■ DIRECTIONS
Among the entries, find the lines with the string "UsageStore" and copy them.

■ RECORDS FOR PROCESSING
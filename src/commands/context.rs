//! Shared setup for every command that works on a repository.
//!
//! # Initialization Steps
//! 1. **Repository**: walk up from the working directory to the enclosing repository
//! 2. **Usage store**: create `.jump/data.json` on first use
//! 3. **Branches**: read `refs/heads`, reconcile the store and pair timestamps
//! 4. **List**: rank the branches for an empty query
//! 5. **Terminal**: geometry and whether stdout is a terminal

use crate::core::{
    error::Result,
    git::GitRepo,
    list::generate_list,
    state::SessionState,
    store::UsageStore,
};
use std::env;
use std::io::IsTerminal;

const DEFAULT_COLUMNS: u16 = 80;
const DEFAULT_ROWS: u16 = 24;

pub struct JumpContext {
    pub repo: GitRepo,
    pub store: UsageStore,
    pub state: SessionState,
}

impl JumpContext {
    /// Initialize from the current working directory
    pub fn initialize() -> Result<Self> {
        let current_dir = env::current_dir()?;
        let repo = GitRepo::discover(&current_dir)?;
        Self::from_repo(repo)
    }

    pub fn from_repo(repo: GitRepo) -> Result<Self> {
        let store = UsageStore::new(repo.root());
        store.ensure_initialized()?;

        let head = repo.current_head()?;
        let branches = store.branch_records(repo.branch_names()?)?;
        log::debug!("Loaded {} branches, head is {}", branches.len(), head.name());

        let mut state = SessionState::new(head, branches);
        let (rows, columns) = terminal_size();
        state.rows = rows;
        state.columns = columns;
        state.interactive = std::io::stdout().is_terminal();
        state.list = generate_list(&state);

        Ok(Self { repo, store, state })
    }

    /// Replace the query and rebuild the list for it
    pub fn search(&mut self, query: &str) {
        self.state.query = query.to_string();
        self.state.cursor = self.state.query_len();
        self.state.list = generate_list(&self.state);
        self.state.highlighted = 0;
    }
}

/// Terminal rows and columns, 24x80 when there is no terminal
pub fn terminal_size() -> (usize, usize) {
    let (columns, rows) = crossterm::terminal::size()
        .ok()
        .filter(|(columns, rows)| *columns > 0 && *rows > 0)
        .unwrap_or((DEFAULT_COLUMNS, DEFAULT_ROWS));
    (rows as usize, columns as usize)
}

■ TASK RESULT
    store::UsageStore,
    pub store: UsageStore,
        let store = UsageStore::new(repo.root());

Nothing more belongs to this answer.